We could all talk, at length, about LBJ’s military “service” in World War II, Joseph Kennedy’s commitment to election integrity, the Gulf of Tonkin, the Warren Commission, Hoover’s surveillance of Martin Luther King, and on, and on, and on, but I’m much more worried about the moral sleight of hand that makes all of this possible:  within the bowels of media and the deep state, someone thinks they know better.  FBI agent Peter Strzok needs an “insurance policy” against a Trump victory, because he deeply believes in a Russian collusion that just isn’t there.  The CIA admits they lied to the Warren Commission, because — hey, they are the CIA entrusted with national security, so they get to lie when they want to, right?   It’s for the greater good, right?  Hillary Clinton gets to have her own private email server, because the Clinton Global Initiative is doing some marvelous things, right, and it would be a shame to limit fundraising by subjecting that to all those pesky security protocols, right?

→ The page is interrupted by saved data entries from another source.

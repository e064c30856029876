use log::{debug, info};
use rug::Integer;

use crate::error::{Result, ScanError};
use crate::partition::{Batch, Interval, validate_partition};
use crate::pool::BigIntPool;
use crate::primes::PrimeSequence;

/// Computes the running product each batch has to start from.
///
/// The pools survive between calls so repeated scans during tuning reuse
/// the same GMP allocations instead of building thousands of fresh integers.
#[derive(Debug, Default)]
pub struct PrefixProductBuilder {
    pre: BigIntPool,
    batch: BigIntPool,
}

impl PrefixProductBuilder {
    /// Returns one seed per batch: seed `b` is the exact product
    /// p_1 * ... * p_{s_b - 1}, where s_b is the first index of batch `b`.
    /// Seed 0 is the offset product (1 when the interval starts at index 1).
    ///
    /// 1. Offset product of every prime before the interval, by pairwise
    ///    reduction.
    /// 2. Pairwise reduction of each batch's own primes, except the last
    ///    batch, whose product nobody starts from.
    /// 3. Chain those products in batch order.
    /// 4. Multiply each chained product by the offset product.
    pub fn build(
        &mut self,
        primes: &PrimeSequence,
        interval: Interval,
        batches: &[Batch],
    ) -> Result<Vec<Integer>> {
        validate_partition(interval, batches)?;
        if !primes.covers(interval) {
            return Err(ScanError::MissingPrimes {
                needed: interval.end as usize + 1,
                available: primes.len(),
            });
        }

        let offset = self.offset_product(primes, interval);
        info!("Offset product calculated ({} bits)", offset.significant_bits());

        // The last batch's own primes never feed a seed
        let chained = &batches[..batches.len() - 1];
        let first = interval.start as usize - 1;
        let needed = (batches[batches.len() - 1].start - interval.start) as usize;

        self.batch.truncate();
        self.batch.reserve(needed);
        for &p in &primes.as_slice()[first..first + needed] {
            self.batch.push_u64(p);
        }

        let mut previous_lo = None;
        for batch in chained {
            let lo = (batch.start - interval.start) as usize;
            self.batch.reduce_product(lo, batch.width() as usize);
            if let Some(prev) = previous_lo {
                self.batch.mul_assign_slot(lo, prev);
            }
            previous_lo = Some(lo);
        }

        let mut seeds = Vec::with_capacity(batches.len());
        for batch in chained {
            let lo = (batch.start - interval.start) as usize;
            self.batch[lo] *= &offset;
            seeds.push(self.batch.take(lo));
        }
        seeds.insert(0, offset);

        info!("Start points calculated for {} batches", batches.len());
        Ok(seeds)
    }

    /// Hands seeds (now holding the workers' final running products) back so
    /// their allocations are reused by the next `build`.
    pub fn recycle(&mut self, seeds: Vec<Integer>) {
        let kept = seeds.len().min(self.batch.len());
        for (i, value) in seeds.into_iter().take(kept).enumerate() {
            self.batch.restore(i, value);
        }
        debug!(
            "Recycled {} running products ({} slots pooled)",
            kept,
            self.batch.capacity()
        );
    }

    /// Releases every pooled integer.
    pub fn clear(&mut self) {
        self.pre.clear();
        self.batch.clear();
    }

    fn offset_product(&mut self, primes: &PrimeSequence, interval: Interval) -> Integer {
        let count = interval.start as usize - 1;
        if count == 0 {
            return Integer::from(1);
        }

        self.pre.truncate();
        self.pre.reserve(count);
        for &p in &primes.as_slice()[..count] {
            self.pre.push_u64(p);
        }
        self.pre.reduce_product(0, count);
        self.pre.take(0)
    }
}
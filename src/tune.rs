use std::time::Duration;

use log::{debug, info};

use crate::engine::BatchScanner;
use crate::error::Result;
use crate::partition::{Batch, Interval, PartitionStrategy, initial_partition, rebalance};

#[derive(Debug, Clone, Copy, PartialEq, Eq)]
enum TuneState {
    Seed,
    Measure,
    Rebalance,
    Done,
}

/// One Measure step of a tuning run.
#[derive(Debug, Clone)]
pub struct IterationSummary {
    pub widths: Vec<u32>,
    pub slowest: Duration,
}

#[derive(Debug, Clone)]
pub struct TuneOutcome {
    /// Partition with the lowest slowest-batch time seen
    pub best: Vec<Batch>,
    pub best_slowest: Duration,
    pub iterations: Vec<IterationSummary>,
    /// Hits of the last scan; every scan of the interval finds the same set
    pub hits: Vec<u32>,
}

impl TuneOutcome {
    pub fn best_widths(&self) -> Vec<u32> {
        self.best.iter().map(Batch::width).collect()
    }
}

/// Re-runs whole scans, feeding each scan's batch timings back into the
/// partition, and keeps the partition whose slowest batch was fastest.
///
/// There is no convergence test: the loop stops after `iterations` scans.
/// A failed scan aborts the run, since its timings cannot be trusted.
pub struct AdaptiveTuner<S: BatchScanner> {
    scanner: S,
    strategy: PartitionStrategy,
    iterations: usize,
}

impl<S: BatchScanner> AdaptiveTuner<S> {
    pub fn new(scanner: S, strategy: PartitionStrategy, iterations: usize) -> Self {
        Self {
            scanner,
            strategy,
            iterations: iterations.max(1),
        }
    }

    pub fn tune(&mut self, interval: Interval, threads: usize) -> Result<TuneOutcome> {
        let mut state = TuneState::Seed;
        let mut current = Vec::new();
        let mut timings = Vec::new();
        let mut hits = Vec::new();
        let mut history: Vec<IterationSummary> = Vec::with_capacity(self.iterations);
        let mut best: Option<(Vec<Batch>, Duration)> = None;

        while state != TuneState::Done {
            state = match state {
                TuneState::Seed => {
                    current = initial_partition(interval, threads, self.strategy)?;
                    debug!("Seeded {} batches with {:?} strategy", current.len(), self.strategy);
                    TuneState::Measure
                }
                TuneState::Measure => {
                    let report = self.scanner.scan(interval, &current)?;
                    let slowest = report.slowest();
                    let widths: Vec<u32> = current.iter().map(Batch::width).collect();

                    info!(
                        "Iteration {}/{}: slowest batch {:.3}ms, widths {:?}",
                        history.len() + 1,
                        self.iterations,
                        slowest.as_secs_f64() * 1000.0,
                        widths
                    );

                    if best.as_ref().is_none_or(|(_, t)| slowest < *t) {
                        best = Some((current.clone(), slowest));
                    }
                    history.push(IterationSummary { widths, slowest });
                    timings = report.timings;
                    hits = report.hits;

                    if history.len() >= self.iterations {
                        TuneState::Done
                    } else {
                        TuneState::Rebalance
                    }
                }
                TuneState::Rebalance => {
                    current = rebalance(&current, &timings)?;
                    TuneState::Measure
                }
                TuneState::Done => TuneState::Done,
            };
        }

        let (best, best_slowest) = best.unwrap_or((current, Duration::ZERO));
        info!(
            "Best partition: slowest batch {:.3}ms over {} iterations",
            best_slowest.as_secs_f64() * 1000.0,
            history.len()
        );
        for batch in &best {
            debug!("  {} (width {})", batch, batch.width());
        }

        Ok(TuneOutcome {
            best,
            best_slowest,
            iterations: history,
            hits,
        })
    }

    #[cfg(test)]
    pub fn into_scanner(self) -> S {
        self.scanner
    }
}

#[cfg(test)]
mod tests {
    use super::*;
    use crate::engine::{ParallelScanEngine, ScanReport};
    use crate::error::ScanError;
    use crate::partition::validate_partition;

    /// Index `i` costs `i` microseconds, so later batches are slower.
    struct LinearCost {
        scans: usize,
        fail_on: Option<usize>,
    }

    impl LinearCost {
        fn new() -> Self {
            Self {
                scans: 0,
                fail_on: None,
            }
        }
    }

    impl BatchScanner for LinearCost {
        fn scan(&mut self, _interval: Interval, batches: &[Batch]) -> Result<ScanReport> {
            self.scans += 1;
            if self.fail_on == Some(self.scans) {
                return Err(ScanError::WorkerPanicked { batch: 0 });
            }

            let timings: Vec<Duration> = batches
                .iter()
                .map(|b| Duration::from_micros((b.start..=b.end).map(u64::from).sum()))
                .collect();
            let elapsed = timings.iter().copied().max().unwrap_or_default();
            Ok(ScanReport {
                batches: batches.to_vec(),
                timings,
                hits: vec![1],
                elapsed,
            })
        }
    }

    #[test]
    fn test_runs_exact_iteration_budget() {
        let interval = Interval::new(1, 1000).unwrap();
        let mut tuner = AdaptiveTuner::new(LinearCost::new(), PartitionStrategy::Equal, 6);
        let outcome = tuner.tune(interval, 4).unwrap();

        assert_eq!(outcome.iterations.len(), 6);
        assert_eq!(tuner.into_scanner().scans, 6);
    }

    #[test]
    fn test_rebalancing_lowers_slowest_batch() {
        let interval = Interval::new(1, 1000).unwrap();
        let mut tuner = AdaptiveTuner::new(LinearCost::new(), PartitionStrategy::Equal, 5);
        let outcome = tuner.tune(interval, 4).unwrap();

        let first = outcome.iterations[0].slowest;
        assert!(outcome.best_slowest < first);
        assert!(outcome.iterations[1].slowest < first);
        assert_eq!(
            outcome.best_slowest,
            outcome.iterations.iter().map(|i| i.slowest).min().unwrap()
        );
    }

    #[test]
    fn test_best_partition_covers_interval() {
        let interval = Interval::new(10, 5000).unwrap();
        for strategy in [PartitionStrategy::Equal, PartitionStrategy::Geometric] {
            let mut tuner = AdaptiveTuner::new(LinearCost::new(), strategy, 4);
            let outcome = tuner.tune(interval, 7).unwrap();

            validate_partition(interval, &outcome.best).unwrap();
            assert_eq!(outcome.best_widths().iter().sum::<u32>(), interval.width());
            assert!(outcome.best_widths().iter().all(|&w| w >= 1));
        }
    }

    #[test]
    fn test_zero_budget_still_measures_once() {
        let interval = Interval::new(1, 50).unwrap();
        let mut tuner = AdaptiveTuner::new(LinearCost::new(), PartitionStrategy::Equal, 0);
        let outcome = tuner.tune(interval, 2).unwrap();
        assert_eq!(outcome.iterations.len(), 1);
    }

    #[test]
    fn test_failed_scan_aborts_tuning() {
        let interval = Interval::new(1, 100).unwrap();
        let scanner = LinearCost {
            scans: 0,
            fail_on: Some(2),
        };
        let mut tuner = AdaptiveTuner::new(scanner, PartitionStrategy::Equal, 5);
        assert!(matches!(
            tuner.tune(interval, 3),
            Err(ScanError::WorkerPanicked { .. })
        ));
        assert_eq!(tuner.into_scanner().scans, 2);
    }

    #[test]
    fn test_tunes_real_engine() {
        let interval = Interval::new(1, 200).unwrap();
        let mut engine = ParallelScanEngine::new(false);
        let expected = engine.run_once(interval, 1, PartitionStrategy::Equal).unwrap().hits;

        let mut tuner = AdaptiveTuner::new(engine, PartitionStrategy::Geometric, 3);
        let outcome = tuner.tune(interval, 3).unwrap();

        assert_eq!(outcome.hits, expected);
        assert_eq!(outcome.iterations.len(), 3);
        validate_partition(interval, &outcome.best).unwrap();
    }
}
use std::sync::mpsc::Sender;
use std::time::{Duration, Instant};

use log::info;
use rug::{Assign, Integer};

use crate::partition::Batch;
use crate::primes::PrimeSequence;

/// What one worker hands back after finishing its batch.
#[derive(Debug)]
pub struct BatchOutcome {
    pub batch: Batch,
    pub elapsed: Duration,
    pub hits: usize,
    /// Running product after the last index: p_1 * ... * p_{batch.end}
    pub product: Integer,
}

/// Tests `(p_1 * ... * p_i + 1) mod p_{i+1} == 0` for every `i` in `batch`.
///
/// `running` must equal p_1 * ... * p_{batch.start - 1} on entry; the worker
/// owns it for the whole batch and returns it in the outcome. Hits are sent
/// in increasing index order.
pub fn check_batch(
    batch: Batch,
    primes: &PrimeSequence,
    mut running: Integer,
    hits: Sender<u32>,
) -> BatchOutcome {
    let start = Instant::now();
    let mut found = 0;
    let mut wide_divisor = Integer::new();

    for index in batch.start..=batch.end {
        running *= primes.nth(index);
        running += 1u32;

        let divisor = primes.nth(index + 1);
        let divisible = match u32::try_from(divisor) {
            Ok(small) => running.is_divisible_u(small),
            Err(_) => {
                wide_divisor.assign(divisor);
                running.is_divisible(&wide_divisor)
            }
        };
        if divisible {
            found += 1;
            // A closed channel means the reporter died; the engine reports that
            let _ = hits.send(index);
        }

        running -= 1u32;
    }

    let elapsed = start.elapsed();
    info!(
        "Thread: {} finished in {:.6}s ({} hits)",
        batch,
        elapsed.as_secs_f64(),
        found
    );

    BatchOutcome {
        batch,
        elapsed,
        hits: found,
        product: running,
    }
}

#[cfg(test)]
mod tests {
    use super::*;
    use std::sync::mpsc;

    fn brute_force_hits(primes: &PrimeSequence, from: u32, to: u32) -> Vec<u32> {
        (from..=to)
            .filter(|&i| {
                let mut product = Integer::from(1);
                for k in 1..=i {
                    product *= primes.nth(k);
                }
                product += 1u32;
                product.is_divisible(&Integer::from(primes.nth(i + 1)))
            })
            .collect()
    }

    #[test]
    fn test_first_five_indices() {
        // 2 + 1 = 3 is divisible by p_2 = 3; 7, 31, 211, 2311 miss 5, 7, 11, 13
        let primes = PrimeSequence::generate(6);
        let (tx, rx) = mpsc::channel();
        let outcome = check_batch(Batch { start: 1, end: 5 }, &primes, Integer::from(1), tx);

        let hits: Vec<u32> = rx.iter().collect();
        assert_eq!(hits, vec![1]);
        assert_eq!(outcome.hits, 1);
        assert_eq!(outcome.product, 2 * 3 * 5 * 7 * 11);
    }

    #[test]
    fn test_matches_brute_force_from_seed() {
        let primes = PrimeSequence::generate(401);
        let seed: Integer = (1..150).map(|i| Integer::from(primes.nth(i))).product();

        let (tx, rx) = mpsc::channel();
        let outcome = check_batch(Batch { start: 150, end: 400 }, &primes, seed, tx);
        let hits: Vec<u32> = rx.iter().collect();

        assert_eq!(hits, brute_force_hits(&primes, 150, 400));
        assert_eq!(outcome.hits, hits.len());
        assert!(hits.windows(2).all(|w| w[0] < w[1]));
    }

    #[test]
    fn test_running_product_restored_after_batch() {
        let primes = PrimeSequence::generate(31);
        let (tx, _rx) = mpsc::channel();
        let outcome = check_batch(Batch { start: 1, end: 30 }, &primes, Integer::from(1), tx);

        let expected: Integer = (1..=30).map(|i| Integer::from(primes.nth(i))).product();
        assert_eq!(outcome.product, expected);
    }

    #[test]
    fn test_closed_channel_does_not_stop_batch() {
        let primes = PrimeSequence::generate(6);
        let (tx, rx) = mpsc::channel();
        drop(rx);
        let outcome = check_batch(Batch { start: 1, end: 5 }, &primes, Integer::from(1), tx);
        assert_eq!(outcome.hits, 1);
    }
}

It shouldn’t be a surprise that innocent people are going to jail for January 6th, when Ray Epps faces no consequence for urging people into the capitol.  It shouldn’t be a surprise the CDC isn’t really taking vaccine injury very seriously.  It shouldn’t be a surprise a former president of the United States is being targeted for nonsensical criminal charges.

Somewhere, someone is manufacturing a “greater good” lie.

It’s much easier to do these days.  Most of the culprits don’t believe God is watching.